→ **Exercise requirements**: Below are some records; quote exactly the lines from the one that contains "pub enum TradeRejection" through the one that contains "f64, cash: f64", inclusive, and no others.

[Stored data]

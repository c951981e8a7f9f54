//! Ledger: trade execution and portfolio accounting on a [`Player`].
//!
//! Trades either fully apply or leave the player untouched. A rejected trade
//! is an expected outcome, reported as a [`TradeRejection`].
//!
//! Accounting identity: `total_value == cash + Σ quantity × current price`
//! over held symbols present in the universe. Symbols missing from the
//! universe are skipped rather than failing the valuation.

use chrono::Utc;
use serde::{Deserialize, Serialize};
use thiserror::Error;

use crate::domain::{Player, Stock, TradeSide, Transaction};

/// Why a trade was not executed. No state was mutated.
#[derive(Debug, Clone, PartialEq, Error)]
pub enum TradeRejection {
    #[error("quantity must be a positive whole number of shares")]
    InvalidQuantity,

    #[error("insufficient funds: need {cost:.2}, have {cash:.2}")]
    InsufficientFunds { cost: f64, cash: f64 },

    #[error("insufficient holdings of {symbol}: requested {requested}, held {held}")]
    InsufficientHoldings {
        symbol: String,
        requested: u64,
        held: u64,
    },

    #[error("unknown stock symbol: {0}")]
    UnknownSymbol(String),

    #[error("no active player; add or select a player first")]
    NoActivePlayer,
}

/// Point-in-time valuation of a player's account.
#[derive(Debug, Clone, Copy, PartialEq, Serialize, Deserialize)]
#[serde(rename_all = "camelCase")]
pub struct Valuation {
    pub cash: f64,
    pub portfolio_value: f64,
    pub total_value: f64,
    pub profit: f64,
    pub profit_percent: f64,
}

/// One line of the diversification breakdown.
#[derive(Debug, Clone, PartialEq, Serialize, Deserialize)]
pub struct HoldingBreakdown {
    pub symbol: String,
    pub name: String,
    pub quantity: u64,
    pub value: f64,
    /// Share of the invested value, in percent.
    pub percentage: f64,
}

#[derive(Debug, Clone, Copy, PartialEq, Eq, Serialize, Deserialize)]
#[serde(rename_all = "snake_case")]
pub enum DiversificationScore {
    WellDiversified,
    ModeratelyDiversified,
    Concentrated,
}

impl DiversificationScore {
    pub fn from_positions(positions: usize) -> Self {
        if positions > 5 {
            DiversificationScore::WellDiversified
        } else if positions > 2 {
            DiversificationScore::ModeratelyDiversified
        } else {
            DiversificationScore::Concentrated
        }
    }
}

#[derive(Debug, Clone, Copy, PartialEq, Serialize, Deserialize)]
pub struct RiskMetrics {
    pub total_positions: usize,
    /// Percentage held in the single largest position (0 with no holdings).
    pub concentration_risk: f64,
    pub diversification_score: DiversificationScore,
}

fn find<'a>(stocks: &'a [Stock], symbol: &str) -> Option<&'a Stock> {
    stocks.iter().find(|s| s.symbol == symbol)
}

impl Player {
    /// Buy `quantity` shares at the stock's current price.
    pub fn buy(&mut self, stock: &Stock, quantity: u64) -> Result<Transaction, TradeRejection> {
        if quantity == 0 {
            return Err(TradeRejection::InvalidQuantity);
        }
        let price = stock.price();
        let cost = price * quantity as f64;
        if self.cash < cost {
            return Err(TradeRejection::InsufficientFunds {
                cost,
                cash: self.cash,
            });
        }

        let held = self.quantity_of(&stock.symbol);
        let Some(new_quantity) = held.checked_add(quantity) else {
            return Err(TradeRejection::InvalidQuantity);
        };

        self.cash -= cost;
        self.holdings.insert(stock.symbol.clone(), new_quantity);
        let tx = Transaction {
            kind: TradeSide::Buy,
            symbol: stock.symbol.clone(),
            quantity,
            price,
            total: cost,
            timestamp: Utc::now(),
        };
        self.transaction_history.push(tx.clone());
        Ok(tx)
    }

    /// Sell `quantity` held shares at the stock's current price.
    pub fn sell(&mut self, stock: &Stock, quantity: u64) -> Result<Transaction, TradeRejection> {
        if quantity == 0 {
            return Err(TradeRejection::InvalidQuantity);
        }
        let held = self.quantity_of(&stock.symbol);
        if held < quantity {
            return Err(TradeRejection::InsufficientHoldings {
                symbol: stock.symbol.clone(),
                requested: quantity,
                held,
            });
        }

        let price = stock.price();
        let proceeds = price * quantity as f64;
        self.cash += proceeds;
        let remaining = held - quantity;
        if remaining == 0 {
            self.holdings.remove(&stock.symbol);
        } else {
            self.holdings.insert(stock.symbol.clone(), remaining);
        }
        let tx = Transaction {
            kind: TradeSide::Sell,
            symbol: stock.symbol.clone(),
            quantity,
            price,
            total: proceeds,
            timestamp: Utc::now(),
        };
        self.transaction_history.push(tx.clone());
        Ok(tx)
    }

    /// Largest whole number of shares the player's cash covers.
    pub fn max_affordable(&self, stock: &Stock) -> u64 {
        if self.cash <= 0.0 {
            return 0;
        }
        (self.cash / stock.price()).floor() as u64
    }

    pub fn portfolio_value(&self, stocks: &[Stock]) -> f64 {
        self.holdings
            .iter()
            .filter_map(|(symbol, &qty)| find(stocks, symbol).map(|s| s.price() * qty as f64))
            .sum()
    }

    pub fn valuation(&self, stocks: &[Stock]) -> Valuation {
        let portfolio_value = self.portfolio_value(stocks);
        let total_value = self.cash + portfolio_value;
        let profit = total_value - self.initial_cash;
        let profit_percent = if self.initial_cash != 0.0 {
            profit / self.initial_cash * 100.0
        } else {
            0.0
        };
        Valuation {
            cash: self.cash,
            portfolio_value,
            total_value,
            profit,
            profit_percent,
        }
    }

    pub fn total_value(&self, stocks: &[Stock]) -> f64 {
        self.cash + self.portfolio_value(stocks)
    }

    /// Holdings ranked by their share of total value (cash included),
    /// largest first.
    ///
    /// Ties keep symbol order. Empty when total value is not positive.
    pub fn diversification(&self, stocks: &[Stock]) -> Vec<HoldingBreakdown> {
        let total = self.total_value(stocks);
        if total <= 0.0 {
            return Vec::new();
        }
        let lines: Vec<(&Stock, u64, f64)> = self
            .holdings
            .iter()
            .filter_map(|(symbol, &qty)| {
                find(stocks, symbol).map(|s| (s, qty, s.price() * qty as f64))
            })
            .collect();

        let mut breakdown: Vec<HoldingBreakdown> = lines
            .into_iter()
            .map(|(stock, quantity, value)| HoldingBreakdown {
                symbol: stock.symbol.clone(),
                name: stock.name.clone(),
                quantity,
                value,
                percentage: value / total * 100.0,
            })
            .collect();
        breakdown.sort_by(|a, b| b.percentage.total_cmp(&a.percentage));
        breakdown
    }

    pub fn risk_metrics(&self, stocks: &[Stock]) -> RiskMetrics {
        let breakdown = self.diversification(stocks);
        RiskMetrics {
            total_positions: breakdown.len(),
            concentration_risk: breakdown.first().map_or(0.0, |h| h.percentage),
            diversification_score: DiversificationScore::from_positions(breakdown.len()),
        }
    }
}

→ **Solution**:
pub enum TradeRejection {
    #[error("quantity must be a positive whole number of shares")]
    InvalidQuantity,

    #[error("insufficient funds: need {cost:.2}, have {cash:.2}")]
    InsufficientFunds { cost: f64, cash: f64 },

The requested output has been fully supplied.